The lines from the start of the records through the one containing "language: a JSON" are to be restated word for word; please include both ends.
Segment Open
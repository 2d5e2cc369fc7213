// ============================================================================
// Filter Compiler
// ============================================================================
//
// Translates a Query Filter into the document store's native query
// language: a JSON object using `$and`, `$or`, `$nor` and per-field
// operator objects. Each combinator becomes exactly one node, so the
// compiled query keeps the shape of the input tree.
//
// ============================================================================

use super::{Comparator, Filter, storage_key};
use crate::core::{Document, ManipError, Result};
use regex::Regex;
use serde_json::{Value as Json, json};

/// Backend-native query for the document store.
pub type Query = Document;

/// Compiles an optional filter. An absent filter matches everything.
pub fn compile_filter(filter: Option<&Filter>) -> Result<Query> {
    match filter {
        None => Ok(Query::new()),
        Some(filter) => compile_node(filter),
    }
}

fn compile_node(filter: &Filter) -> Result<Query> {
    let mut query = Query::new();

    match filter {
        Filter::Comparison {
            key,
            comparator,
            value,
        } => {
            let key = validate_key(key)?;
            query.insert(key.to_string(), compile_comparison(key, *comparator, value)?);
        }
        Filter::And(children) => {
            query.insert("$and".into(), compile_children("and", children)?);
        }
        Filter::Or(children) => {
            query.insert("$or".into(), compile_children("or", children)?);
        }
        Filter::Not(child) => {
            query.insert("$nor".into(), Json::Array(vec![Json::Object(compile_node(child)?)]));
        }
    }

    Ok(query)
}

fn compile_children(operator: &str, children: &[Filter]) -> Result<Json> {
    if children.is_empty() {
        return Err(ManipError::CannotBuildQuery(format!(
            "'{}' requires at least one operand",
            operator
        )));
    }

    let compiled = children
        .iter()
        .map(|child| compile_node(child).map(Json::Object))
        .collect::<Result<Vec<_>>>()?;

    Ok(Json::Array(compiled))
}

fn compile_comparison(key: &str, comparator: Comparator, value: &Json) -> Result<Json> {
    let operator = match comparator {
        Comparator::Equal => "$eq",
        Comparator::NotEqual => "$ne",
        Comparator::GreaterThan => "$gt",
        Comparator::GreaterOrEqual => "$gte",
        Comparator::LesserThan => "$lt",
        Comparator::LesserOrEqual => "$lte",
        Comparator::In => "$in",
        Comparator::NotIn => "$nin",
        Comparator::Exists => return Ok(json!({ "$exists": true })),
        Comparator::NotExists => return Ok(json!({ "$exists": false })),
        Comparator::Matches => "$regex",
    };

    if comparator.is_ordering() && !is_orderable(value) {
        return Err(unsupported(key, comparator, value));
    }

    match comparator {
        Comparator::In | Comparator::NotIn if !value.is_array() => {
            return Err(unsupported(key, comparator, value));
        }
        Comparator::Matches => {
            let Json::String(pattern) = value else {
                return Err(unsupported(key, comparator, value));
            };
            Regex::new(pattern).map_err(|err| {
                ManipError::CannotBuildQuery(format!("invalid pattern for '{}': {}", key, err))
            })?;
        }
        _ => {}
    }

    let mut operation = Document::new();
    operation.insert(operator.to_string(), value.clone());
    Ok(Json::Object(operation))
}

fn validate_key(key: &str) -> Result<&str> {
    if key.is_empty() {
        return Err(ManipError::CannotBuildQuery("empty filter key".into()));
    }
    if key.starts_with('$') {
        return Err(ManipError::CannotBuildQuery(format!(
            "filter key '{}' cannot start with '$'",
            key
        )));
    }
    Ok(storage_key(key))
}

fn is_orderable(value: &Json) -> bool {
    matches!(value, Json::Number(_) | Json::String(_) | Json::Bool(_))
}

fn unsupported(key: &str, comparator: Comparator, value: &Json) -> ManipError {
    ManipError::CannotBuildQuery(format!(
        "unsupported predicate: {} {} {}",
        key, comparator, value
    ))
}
Segment Closed
# [RESULT FOR THIS TASK]
repository 2d5e2cc369fc7213
// ============================================================================
// Filter Compiler
// ============================================================================
//
// Translates a Query Filter into the document store's native query
// language: a JSON object using `$and`, `$or`, `$nor` and per-field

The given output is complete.